» **TASK DETAILS**: From the entries below, copy every line that has the word "half".
━━ EXERCISE INPUTS
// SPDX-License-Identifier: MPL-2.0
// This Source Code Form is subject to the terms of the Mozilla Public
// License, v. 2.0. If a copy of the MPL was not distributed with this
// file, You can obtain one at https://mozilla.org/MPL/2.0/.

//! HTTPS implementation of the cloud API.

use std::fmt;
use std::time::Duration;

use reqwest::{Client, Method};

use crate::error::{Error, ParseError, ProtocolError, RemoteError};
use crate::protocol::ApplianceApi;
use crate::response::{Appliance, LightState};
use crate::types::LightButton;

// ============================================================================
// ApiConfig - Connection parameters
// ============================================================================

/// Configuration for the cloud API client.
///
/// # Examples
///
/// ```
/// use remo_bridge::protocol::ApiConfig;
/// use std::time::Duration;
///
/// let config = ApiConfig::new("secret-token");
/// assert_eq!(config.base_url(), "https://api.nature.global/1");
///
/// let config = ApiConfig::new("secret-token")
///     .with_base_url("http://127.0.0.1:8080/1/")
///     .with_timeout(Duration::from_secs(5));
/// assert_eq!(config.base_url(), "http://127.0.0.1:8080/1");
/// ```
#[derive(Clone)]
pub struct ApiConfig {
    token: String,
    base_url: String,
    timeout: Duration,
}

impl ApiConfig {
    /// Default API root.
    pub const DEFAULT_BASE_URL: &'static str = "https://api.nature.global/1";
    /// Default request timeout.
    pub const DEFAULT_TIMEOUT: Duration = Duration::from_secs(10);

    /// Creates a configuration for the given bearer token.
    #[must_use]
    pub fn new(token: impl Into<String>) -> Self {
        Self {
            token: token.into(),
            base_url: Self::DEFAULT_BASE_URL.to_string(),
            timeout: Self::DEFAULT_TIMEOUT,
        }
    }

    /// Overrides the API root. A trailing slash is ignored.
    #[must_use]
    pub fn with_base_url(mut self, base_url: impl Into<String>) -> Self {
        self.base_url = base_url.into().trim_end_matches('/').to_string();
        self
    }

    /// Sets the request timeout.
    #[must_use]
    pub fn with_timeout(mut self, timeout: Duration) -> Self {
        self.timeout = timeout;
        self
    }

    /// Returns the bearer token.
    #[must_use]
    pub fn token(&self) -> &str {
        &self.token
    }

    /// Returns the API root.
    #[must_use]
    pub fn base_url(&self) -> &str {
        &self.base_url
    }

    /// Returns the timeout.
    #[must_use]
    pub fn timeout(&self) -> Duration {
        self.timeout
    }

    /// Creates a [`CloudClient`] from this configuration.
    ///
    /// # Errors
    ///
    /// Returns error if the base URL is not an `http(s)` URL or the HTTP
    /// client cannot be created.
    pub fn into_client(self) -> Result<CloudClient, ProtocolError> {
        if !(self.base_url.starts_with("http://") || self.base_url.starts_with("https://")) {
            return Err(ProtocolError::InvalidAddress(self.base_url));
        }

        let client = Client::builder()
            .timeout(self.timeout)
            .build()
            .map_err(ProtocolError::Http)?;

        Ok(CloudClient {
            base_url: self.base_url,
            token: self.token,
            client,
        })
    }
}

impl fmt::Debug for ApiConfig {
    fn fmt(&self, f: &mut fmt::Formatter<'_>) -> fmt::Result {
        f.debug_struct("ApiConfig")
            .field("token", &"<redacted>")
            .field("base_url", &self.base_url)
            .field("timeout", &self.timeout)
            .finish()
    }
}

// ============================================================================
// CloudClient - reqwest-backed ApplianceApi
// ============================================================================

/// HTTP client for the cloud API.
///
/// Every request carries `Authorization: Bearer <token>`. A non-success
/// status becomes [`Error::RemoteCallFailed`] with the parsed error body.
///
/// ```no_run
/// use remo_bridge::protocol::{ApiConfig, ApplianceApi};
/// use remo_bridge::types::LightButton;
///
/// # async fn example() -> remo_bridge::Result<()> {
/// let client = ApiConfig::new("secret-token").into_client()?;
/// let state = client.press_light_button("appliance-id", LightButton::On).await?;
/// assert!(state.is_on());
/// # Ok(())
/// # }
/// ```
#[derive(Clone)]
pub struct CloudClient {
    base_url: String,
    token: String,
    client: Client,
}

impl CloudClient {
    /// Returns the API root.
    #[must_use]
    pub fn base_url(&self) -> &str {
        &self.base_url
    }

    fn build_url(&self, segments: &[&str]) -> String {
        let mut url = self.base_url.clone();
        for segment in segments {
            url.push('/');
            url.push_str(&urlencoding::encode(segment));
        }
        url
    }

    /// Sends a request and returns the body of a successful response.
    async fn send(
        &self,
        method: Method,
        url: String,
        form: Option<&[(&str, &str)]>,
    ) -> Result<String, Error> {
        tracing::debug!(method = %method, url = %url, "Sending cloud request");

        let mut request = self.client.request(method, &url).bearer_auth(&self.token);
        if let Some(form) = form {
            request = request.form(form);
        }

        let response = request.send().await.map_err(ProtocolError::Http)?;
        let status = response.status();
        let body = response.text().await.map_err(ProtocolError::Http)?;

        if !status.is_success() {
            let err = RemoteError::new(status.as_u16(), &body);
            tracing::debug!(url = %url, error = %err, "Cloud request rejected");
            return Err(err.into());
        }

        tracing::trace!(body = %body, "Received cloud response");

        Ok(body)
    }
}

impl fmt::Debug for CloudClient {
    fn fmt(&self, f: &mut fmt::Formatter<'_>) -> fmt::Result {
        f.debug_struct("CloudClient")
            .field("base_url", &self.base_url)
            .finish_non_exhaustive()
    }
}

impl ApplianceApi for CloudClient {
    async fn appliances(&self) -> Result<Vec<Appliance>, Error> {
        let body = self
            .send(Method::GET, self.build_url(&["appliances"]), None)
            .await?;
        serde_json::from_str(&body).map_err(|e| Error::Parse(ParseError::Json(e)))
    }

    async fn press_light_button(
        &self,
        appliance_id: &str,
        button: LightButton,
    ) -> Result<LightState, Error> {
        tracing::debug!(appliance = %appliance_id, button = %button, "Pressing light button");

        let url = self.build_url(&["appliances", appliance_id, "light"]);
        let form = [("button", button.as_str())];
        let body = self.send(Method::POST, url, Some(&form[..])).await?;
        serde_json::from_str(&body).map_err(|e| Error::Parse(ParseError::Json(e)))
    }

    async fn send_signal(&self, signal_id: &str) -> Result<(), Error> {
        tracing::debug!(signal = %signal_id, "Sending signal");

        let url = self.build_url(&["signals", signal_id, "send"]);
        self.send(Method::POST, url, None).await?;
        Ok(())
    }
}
━━━━
━━ EXERCISE INPUTS
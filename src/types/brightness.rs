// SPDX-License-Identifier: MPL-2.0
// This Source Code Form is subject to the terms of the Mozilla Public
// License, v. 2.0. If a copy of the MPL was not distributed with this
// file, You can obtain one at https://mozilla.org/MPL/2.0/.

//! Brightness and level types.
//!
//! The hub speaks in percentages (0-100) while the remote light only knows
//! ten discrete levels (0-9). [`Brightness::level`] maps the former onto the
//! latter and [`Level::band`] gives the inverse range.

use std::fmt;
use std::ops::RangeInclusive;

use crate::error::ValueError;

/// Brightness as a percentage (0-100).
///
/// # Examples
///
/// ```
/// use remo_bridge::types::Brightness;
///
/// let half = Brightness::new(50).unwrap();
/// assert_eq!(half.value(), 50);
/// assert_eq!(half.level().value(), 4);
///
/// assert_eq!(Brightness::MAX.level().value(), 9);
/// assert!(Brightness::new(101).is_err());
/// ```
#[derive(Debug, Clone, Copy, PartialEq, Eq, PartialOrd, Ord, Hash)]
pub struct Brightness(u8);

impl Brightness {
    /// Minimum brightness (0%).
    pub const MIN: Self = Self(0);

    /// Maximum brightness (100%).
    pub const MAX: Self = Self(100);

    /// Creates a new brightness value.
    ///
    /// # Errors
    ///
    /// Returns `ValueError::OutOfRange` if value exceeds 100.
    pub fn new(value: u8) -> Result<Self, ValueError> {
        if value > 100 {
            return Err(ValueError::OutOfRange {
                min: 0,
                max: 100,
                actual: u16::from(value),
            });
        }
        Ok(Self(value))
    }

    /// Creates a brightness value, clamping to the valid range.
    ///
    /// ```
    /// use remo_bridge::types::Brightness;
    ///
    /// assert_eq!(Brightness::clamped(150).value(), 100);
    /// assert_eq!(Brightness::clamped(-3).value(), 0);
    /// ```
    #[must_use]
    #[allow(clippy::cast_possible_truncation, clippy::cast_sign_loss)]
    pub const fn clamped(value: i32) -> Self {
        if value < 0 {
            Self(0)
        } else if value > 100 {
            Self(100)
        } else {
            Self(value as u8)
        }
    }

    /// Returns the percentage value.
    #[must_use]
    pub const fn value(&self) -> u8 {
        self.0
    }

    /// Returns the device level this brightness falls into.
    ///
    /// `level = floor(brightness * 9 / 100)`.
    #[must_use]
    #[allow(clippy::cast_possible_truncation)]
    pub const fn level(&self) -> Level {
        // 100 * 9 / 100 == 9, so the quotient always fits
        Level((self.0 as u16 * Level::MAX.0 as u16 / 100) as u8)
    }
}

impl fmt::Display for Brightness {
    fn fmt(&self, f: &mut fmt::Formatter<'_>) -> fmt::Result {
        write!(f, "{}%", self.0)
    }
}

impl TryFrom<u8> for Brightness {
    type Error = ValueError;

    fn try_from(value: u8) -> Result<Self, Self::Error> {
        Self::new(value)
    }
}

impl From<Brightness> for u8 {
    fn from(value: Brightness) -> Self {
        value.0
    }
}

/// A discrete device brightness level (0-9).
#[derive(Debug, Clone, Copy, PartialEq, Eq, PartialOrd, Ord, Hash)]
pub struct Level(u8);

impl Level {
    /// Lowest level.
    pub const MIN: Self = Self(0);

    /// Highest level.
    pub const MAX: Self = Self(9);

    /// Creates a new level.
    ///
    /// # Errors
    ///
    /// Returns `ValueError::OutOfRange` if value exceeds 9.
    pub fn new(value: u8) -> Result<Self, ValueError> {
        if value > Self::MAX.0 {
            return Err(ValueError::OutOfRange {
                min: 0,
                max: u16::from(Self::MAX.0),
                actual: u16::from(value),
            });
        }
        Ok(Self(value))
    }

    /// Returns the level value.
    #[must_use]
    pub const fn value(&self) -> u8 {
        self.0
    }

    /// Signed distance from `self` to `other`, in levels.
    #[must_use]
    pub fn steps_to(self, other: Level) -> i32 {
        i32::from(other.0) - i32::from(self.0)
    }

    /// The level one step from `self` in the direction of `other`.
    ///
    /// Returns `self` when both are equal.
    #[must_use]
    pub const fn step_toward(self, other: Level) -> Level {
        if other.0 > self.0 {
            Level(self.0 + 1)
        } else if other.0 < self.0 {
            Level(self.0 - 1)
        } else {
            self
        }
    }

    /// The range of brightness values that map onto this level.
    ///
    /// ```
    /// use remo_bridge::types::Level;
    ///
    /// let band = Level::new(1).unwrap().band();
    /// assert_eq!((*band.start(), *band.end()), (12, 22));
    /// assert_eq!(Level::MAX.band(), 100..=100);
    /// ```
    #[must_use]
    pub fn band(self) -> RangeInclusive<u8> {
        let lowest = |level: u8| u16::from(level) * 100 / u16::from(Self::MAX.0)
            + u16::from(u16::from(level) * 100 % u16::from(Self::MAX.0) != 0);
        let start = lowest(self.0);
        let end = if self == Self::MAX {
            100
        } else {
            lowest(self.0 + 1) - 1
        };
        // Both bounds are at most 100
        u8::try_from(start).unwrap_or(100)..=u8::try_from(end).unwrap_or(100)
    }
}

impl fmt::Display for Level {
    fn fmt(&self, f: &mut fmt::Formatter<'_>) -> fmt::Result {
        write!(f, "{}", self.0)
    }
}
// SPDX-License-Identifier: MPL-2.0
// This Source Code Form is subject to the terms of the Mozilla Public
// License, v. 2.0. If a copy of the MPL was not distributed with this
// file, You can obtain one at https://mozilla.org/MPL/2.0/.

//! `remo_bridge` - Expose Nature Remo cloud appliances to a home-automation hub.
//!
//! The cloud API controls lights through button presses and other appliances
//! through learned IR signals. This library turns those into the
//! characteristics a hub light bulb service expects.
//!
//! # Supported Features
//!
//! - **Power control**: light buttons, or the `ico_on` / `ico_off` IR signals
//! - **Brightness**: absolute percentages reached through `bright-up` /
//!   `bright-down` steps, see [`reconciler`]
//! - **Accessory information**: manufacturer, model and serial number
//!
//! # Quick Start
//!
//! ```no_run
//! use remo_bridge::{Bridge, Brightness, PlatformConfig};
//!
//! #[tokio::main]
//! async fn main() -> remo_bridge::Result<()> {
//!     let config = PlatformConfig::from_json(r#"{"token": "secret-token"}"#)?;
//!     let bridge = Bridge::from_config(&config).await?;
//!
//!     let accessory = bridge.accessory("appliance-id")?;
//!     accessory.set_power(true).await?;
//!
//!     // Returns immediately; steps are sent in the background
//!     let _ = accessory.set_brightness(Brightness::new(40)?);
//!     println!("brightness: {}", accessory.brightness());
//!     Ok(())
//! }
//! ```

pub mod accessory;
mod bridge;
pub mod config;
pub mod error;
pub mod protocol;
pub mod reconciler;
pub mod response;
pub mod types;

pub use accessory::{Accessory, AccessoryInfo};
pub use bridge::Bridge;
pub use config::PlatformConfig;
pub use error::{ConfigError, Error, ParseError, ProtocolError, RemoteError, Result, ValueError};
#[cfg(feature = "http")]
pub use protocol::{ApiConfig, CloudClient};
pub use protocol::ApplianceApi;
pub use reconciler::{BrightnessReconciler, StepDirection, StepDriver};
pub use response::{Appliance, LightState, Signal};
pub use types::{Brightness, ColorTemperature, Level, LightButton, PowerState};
━━━━
━━ EXERCISE INPUTS
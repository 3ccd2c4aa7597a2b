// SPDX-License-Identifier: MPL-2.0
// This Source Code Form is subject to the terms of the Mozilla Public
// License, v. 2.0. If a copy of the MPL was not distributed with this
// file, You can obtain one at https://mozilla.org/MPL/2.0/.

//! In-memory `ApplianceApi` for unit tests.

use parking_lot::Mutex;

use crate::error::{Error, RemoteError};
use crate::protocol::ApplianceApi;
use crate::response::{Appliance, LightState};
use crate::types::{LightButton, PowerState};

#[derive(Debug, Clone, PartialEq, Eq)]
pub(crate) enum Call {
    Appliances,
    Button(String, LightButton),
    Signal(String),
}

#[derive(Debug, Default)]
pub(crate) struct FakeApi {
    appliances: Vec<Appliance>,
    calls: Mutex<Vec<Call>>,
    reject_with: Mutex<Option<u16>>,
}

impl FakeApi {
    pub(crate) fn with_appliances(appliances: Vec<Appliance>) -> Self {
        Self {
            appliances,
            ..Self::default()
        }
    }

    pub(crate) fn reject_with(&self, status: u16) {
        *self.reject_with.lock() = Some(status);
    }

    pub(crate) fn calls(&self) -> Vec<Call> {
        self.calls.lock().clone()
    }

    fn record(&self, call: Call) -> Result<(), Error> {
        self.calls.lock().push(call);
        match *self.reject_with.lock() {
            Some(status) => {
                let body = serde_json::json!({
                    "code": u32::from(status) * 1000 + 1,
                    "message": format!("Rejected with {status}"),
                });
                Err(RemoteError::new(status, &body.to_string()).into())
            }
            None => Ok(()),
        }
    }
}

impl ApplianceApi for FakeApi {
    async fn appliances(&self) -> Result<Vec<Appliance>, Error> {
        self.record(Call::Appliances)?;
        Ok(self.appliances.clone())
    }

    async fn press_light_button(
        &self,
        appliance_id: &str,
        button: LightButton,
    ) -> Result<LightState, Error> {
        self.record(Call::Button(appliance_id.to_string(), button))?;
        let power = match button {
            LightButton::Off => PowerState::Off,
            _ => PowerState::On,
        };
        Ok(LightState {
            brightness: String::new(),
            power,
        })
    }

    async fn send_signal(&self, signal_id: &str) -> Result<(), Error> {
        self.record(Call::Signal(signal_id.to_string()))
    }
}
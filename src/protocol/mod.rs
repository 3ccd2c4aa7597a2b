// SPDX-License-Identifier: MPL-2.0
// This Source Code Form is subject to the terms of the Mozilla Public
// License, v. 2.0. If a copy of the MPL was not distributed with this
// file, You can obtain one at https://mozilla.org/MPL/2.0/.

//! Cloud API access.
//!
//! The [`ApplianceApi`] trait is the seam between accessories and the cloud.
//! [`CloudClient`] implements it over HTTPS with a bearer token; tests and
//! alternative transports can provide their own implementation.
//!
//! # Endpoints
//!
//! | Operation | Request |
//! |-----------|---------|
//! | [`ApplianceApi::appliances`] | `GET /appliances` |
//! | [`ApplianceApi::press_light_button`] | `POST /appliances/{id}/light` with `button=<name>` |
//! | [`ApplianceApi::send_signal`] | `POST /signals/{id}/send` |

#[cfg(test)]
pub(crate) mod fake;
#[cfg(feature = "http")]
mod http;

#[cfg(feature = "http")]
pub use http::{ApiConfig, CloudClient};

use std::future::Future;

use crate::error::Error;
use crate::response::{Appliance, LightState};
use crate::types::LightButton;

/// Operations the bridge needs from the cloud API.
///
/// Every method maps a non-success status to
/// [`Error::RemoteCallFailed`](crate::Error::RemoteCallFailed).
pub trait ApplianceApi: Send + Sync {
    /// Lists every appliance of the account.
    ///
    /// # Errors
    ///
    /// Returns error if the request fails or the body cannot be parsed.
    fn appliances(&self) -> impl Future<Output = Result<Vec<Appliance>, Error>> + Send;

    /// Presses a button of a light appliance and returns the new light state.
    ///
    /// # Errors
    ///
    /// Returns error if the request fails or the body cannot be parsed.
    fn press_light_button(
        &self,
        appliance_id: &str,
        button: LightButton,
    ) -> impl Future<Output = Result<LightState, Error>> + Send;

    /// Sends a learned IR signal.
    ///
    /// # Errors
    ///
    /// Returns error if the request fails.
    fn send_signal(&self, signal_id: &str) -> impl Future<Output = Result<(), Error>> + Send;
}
━━━━
» **EXERCISE RESPONSE**:
/// let half = Brightness::new(50).unwrap();
/// assert_eq!(half.value(), 50);
/// assert_eq!(half.level().value(), 4);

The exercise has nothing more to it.